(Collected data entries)

//! Keyword tables driving signal extraction and the classifier
//! heuristics. Operator-editable data: a built-in default table plus
//! YAML loading for deployments that tune the vocabulary.

use serde::{Deserialize, Serialize};

use crate::entity::PostCategory;
use crate::error::Result;

fn default_weight() -> f64 {
    1.0
}

/// Keyword list scored for one category.
#[derive(Debug, Clone, Serialize, Deserialize)]
pub struct CategoryLexicon {
    pub category: PostCategory,
    pub keywords: Vec<String>,
    #[serde(default = "default_weight")]
    pub weight: f64,
}

/// Keyword list naming one topic.
#[derive(Debug, Clone, Serialize, Deserialize)]
pub struct TopicLexicon {
    pub name: String,
    pub keywords: Vec<String>,
}

/// The full vocabulary. Loaded once and never mutated at runtime;
/// list order is significant (first entry wins score ties).
#[derive(Debug, Clone, Serialize, Deserialize)]
pub struct Lexicon {
    pub categories: Vec<CategoryLexicon>,
    pub crisis_phrases: Vec<String>,
    pub urgent_phrases: Vec<String>,
    pub intensity_words: Vec<String>,
    pub positive_words: Vec<String>,
    pub negative_words: Vec<String>,
    pub stop_words: Vec<String>,
    pub topics: Vec<TopicLexicon>,
}

impl Lexicon {
    pub fn from_yaml_str(s: &str) -> Result<Self> {
        Ok(serde_yaml::from_str(s)?)
    }

    pub fn is_stop_word(&self, word: &str) -> bool {
        self.stop_words.iter().any(|w| w == word)
    }
}

fn strings(words: &[&str]) -> Vec<String> {
    words.iter().map(|w| w.to_string()).collect()
}

impl Default for Lexicon {
    fn default() -> Self {
        Self {
            categories: vec![
                CategoryLexicon {
                    category: PostCategory::Crisis,
                    keywords: strings(&[
                        "suicide",
                        "suicidal",
                        "self-harm",
                        "kill myself",
                        "end my life",
                        "hurt myself",
                        "overdose",
                        "cutting",
                    ]),
                    weight: 2.0,
                },
                CategoryLexicon {
                    category: PostCategory::MentalHealth,
                    keywords: strings(&[
                        "anxiety",
                        "anxious",
                        "depression",
                        "depressed",
                        "panic",
                        "stress",
                        "therapy",
                        "overwhelmed",
                        "lonely",
                        "hopeless",
                        "worthless",
                        "insomnia",
                    ]),
                    weight: 1.0,
                },
                CategoryLexicon {
                    category: PostCategory::Relationships,
                    keywords: strings(&[
                        "boyfriend",
                        "girlfriend",
                        "partner",
                        "breakup",
                        "broke up",
                        "friendship",
                        "family",
                        "parents",
                        "divorce",
                        "cheated",
                    ]),
                    weight: 1.0,
                },
                CategoryLexicon {
                    category: PostCategory::Academic,
                    keywords: strings(&[
                        "exam",
                        "exams",
                        "grade",
                        "grades",
                        "deadline",
                        "assignment",
                        "studying",
                        "professor",
                        "thesis",
                        "failing",
                        "semester",
                    ]),
                    weight: 1.0,
                },
                CategoryLexicon {
                    category: PostCategory::SubstanceAbuse,
                    keywords: strings(&[
                        "alcohol",
                        "drunk",
                        "drinking",
                        "drugs",
                        "weed",
                        "pills",
                        "addiction",
                        "addicted",
                        "hangover",
                    ]),
                    weight: 1.0,
                },
                CategoryLexicon {
                    category: PostCategory::SexualHealth,
                    keywords: strings(&[
                        "contraception",
                        "pregnancy",
                        "pregnant",
                        "std",
                        "sti",
                        "consent",
                        "protection",
                    ]),
                    weight: 1.0,
                },
            ],
            crisis_phrases: strings(&[
                "kill myself",
                "end my life",
                "want to die",
                "suicide",
                "suicidal",
                "self-harm",
                "self harm",
                "hurt myself",
                "no reason to live",
                "better off dead",
                "end it all",
                "can't go on",
            ]),
            urgent_phrases: strings(&[
                "need help now",
                "please help",
                "right now",
                "immediately",
                "emergency",
                "urgent",
                "can't cope",
                "desperate",
            ]),
            intensity_words: strings(&[
                "panic",
                "anxiety",
                "anxious",
                "hopeless",
                "worthless",
                "desperate",
                "terrified",
                "unbearable",
                "overwhelmed",
                "overwhelming",
                "devastated",
                "extremely",
                "horrible",
                "awful",
                "crisis",
            ]),
            positive_words: strings(&[
                "happy",
                "grateful",
                "thankful",
                "thanks",
                "better",
                "improved",
                "hope",
                "hopeful",
                "excited",
                "glad",
                "great",
                "relieved",
                "proud",
                "calm",
            ]),
            negative_words: strings(&[
                "sad",
                "angry",
                "scared",
                "afraid",
                "worried",
                "anxious",
                "depressed",
                "terrible",
                "awful",
                "horrible",
                "lonely",
                "exhausted",
                "hopeless",
                "crying",
                "hurt",
                "pain",
                "stressed",
                "miserable",
            ]),
            stop_words: strings(&[
                "the", "and", "for", "are", "but", "not", "you", "all", "can", "had", "her", "was",
                "one", "our", "out", "get", "has", "him", "his", "how", "now", "see", "two", "way",
                "who", "its", "did", "she", "too", "use", "that", "with", "have", "this", "will",
                "your", "from", "they", "been", "much", "some", "time", "very", "when", "just",
                "like", "about", "what", "there", "which", "would", "could", "should", "them",
                "were", "than", "then", "into", "because", "while", "where", "after", "before",
                "being", "having", "really",
            ]),
            topics: vec![
                TopicLexicon {
                    name: "exam-stress".to_string(),
                    keywords: strings(&["exam", "deadline", "grades", "studying", "revision"]),
                },
                TopicLexicon {
                    name: "mental-health".to_string(),
                    keywords: strings(&["anxiety", "depression", "panic", "therapy", "hopeless"]),
                },
                TopicLexicon {
                    name: "relationships".to_string(),
                    keywords: strings(&["partner", "breakup", "family", "boyfriend", "girlfriend"]),
                },
                TopicLexicon {
                    name: "sleep".to_string(),
                    keywords: strings(&["insomnia", "sleep", "tired", "exhausted"]),
                },
                TopicLexicon {
                    name: "substance-use".to_string(),
                    keywords: strings(&["alcohol", "drugs", "drinking", "pills", "weed"]),
                },
                TopicLexicon {
                    name: "crisis-support".to_string(),
                    keywords: strings(&["suicide", "self-harm", "crisis"]),
                },
            ],
        }
    }
}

[Task description] Line by line, transcribe all of the records exactly.

[Finished task]
//! Keyword tables driving signal extraction and the classifier
//! heuristics. Operator-editable data: a built-in default table plus
//! YAML loading for deployments that tune the vocabulary.

use serde::{Deserialize, Serialize};

use crate::entity::PostCategory;
use crate::error::Result;

fn default_weight() -> f64 {
    1.0
}

/// Keyword list scored for one category.
#[derive(Debug, Clone, Serialize, Deserialize)]
pub struct CategoryLexicon {
    pub category: PostCategory,
    pub keywords: Vec<String>,
    #[serde(default = "default_weight")]
    pub weight: f64,
}

/// Keyword list naming one topic.
#[derive(Debug, Clone, Serialize, Deserialize)]
pub struct TopicLexicon {
    pub name: String,
    pub keywords: Vec<String>,
}

/// The full vocabulary. Loaded once and never mutated at runtime;
/// list order is significant (first entry wins score ties).
#[derive(Debug, Clone, Serialize, Deserialize)]
pub struct Lexicon {
    pub categories: Vec<CategoryLexicon>,
    pub crisis_phrases: Vec<String>,
    pub urgent_phrases: Vec<String>,
    pub intensity_words: Vec<String>,
    pub positive_words: Vec<String>,
    pub negative_words: Vec<String>,
    pub stop_words: Vec<String>,
    pub topics: Vec<TopicLexicon>,
}

impl Lexicon {
    pub fn from_yaml_str(s: &str) -> Result<Self> {
        Ok(serde_yaml::from_str(s)?)
    }

    pub fn is_stop_word(&self, word: &str) -> bool {
        self.stop_words.iter().any(|w| w == word)
    }
}

fn strings(words: &[&str]) -> Vec<String> {
    words.iter().map(|w| w.to_string()).collect()
}

impl Default for Lexicon {
    fn default() -> Self {
        Self {
            categories: vec![
                CategoryLexicon {
                    category: PostCategory::Crisis,
                    keywords: strings(&[
                        "suicide",
                        "suicidal",
                        "self-harm",
                        "kill myself",
                        "end my life",
                        "hurt myself",
                        "overdose",
                        "cutting",
                    ]),
                    weight: 2.0,
                },
                CategoryLexicon {
                    category: PostCategory::MentalHealth,
                    keywords: strings(&[
                        "anxiety",
                        "anxious",
                        "depression",
                        "depressed",
                        "panic",
                        "stress",
                        "therapy",
                        "overwhelmed",
                        "lonely",
                        "hopeless",
                        "worthless",
                        "insomnia",
                    ]),
                    weight: 1.0,
                },
                CategoryLexicon {
                    category: PostCategory::Relationships,
                    keywords: strings(&[
                        "boyfriend",
                        "girlfriend",
                        "partner",
                        "breakup",
                        "broke up",
                        "friendship",
                        "family",
                        "parents",
                        "divorce",
                        "cheated",
                    ]),
                    weight: 1.0,
                },
                CategoryLexicon {
                    category: PostCategory::Academic,
                    keywords: strings(&[
                        "exam",
                        "exams",
                        "grade",
                        "grades",
                        "deadline",
                        "assignment",
                        "studying",
                        "professor",
                        "thesis",
                        "failing",
                        "semester",
                    ]),
                    weight: 1.0,
                },
                CategoryLexicon {
                    category: PostCategory::SubstanceAbuse,
                    keywords: strings(&[
                        "alcohol",
                        "drunk",
                        "drinking",
                        "drugs",
                        "weed",
                        "pills",
                        "addiction",
                        "addicted",
                        "hangover",
                    ]),
                    weight: 1.0,
                },
                CategoryLexicon {
                    category: PostCategory::SexualHealth,
                    keywords: strings(&[
                        "contraception",
                        "pregnancy",
                        "pregnant",
                        "std",
                        "sti",
                        "consent",
                        "protection",
                    ]),
                    weight: 1.0,
                },
            ],
            crisis_phrases: strings(&[
                "kill myself",
                "end my life",
                "want to die",
                "suicide",
                "suicidal",
                "self-harm",
                "self harm",
                "hurt myself",
                "no reason to live",
                "better off dead",
                "end it all",
                "can't go on",
            ]),
            urgent_phrases: strings(&[
                "need help now",
                "please help",
                "right now",
                "immediately",
                "emergency",
                "urgent",
                "can't cope",
                "desperate",
            ]),
            intensity_words: strings(&[
                "panic",
                "anxiety",
                "anxious",
                "hopeless",
                "worthless",
                "desperate",
                "terrified",
                "unbearable",
                "overwhelmed",
                "overwhelming",
                "devastated",
                "extremely",
                "horrible",
                "awful",
                "crisis",
            ]),
            positive_words: strings(&[
                "happy",
                "grateful",
                "thankful",
                "thanks",
                "better",
                "improved",
                "hope",
                "hopeful",
                "excited",
                "glad",
                "great",
                "relieved",
                "proud",
                "calm",
            ]),
            negative_words: strings(&[
                "sad",
                "angry",
                "scared",
                "afraid",
                "worried",
                "anxious",
                "depressed",
                "terrible",
                "awful",
                "horrible",
                "lonely",
                "exhausted",
                "hopeless",
                "crying",
                "hurt",
                "pain",
                "stressed",
                "miserable",
            ]),
            stop_words: strings(&[
                "the", "and", "for", "are", "but", "not", "you", "all", "can", "had", "her", "was",
                "one", "our", "out", "get", "has", "him", "his", "how", "now", "see", "two", "way",
                "who", "its", "did", "she", "too", "use", "that", "with", "have", "this", "will",
                "your", "from", "they", "been", "much", "some", "time", "very", "when", "just",
                "like", "about", "what", "there", "which", "would", "could", "should", "them",
                "were", "than", "then", "into", "because", "while", "where", "after", "before",
                "being", "having", "really",
            ]),
            topics: vec![
                TopicLexicon {
                    name: "exam-stress".to_string(),
                    keywords: strings(&["exam", "deadline", "grades", "studying", "revision"]),
                },
                TopicLexicon {
                    name: "mental-health".to_string(),
                    keywords: strings(&["anxiety", "depression", "panic", "therapy", "hopeless"]),
                },
                TopicLexicon {
                    name: "relationships".to_string(),
                    keywords: strings(&["partner", "breakup", "family", "boyfriend", "girlfriend"]),
                },
                TopicLexicon {
                    name: "sleep".to_string(),
                    keywords: strings(&["insomnia", "sleep", "tired", "exhausted"]),
                },
                TopicLexicon {
                    name: "substance-use".to_string(),
                    keywords: strings(&["alcohol", "drugs", "drinking", "pills", "weed"]),
                },
                TopicLexicon {
                    name: "crisis-support".to_string(),
                    keywords: strings(&["suicide", "self-harm", "crisis"]),
                },
            ],
        }
    }
}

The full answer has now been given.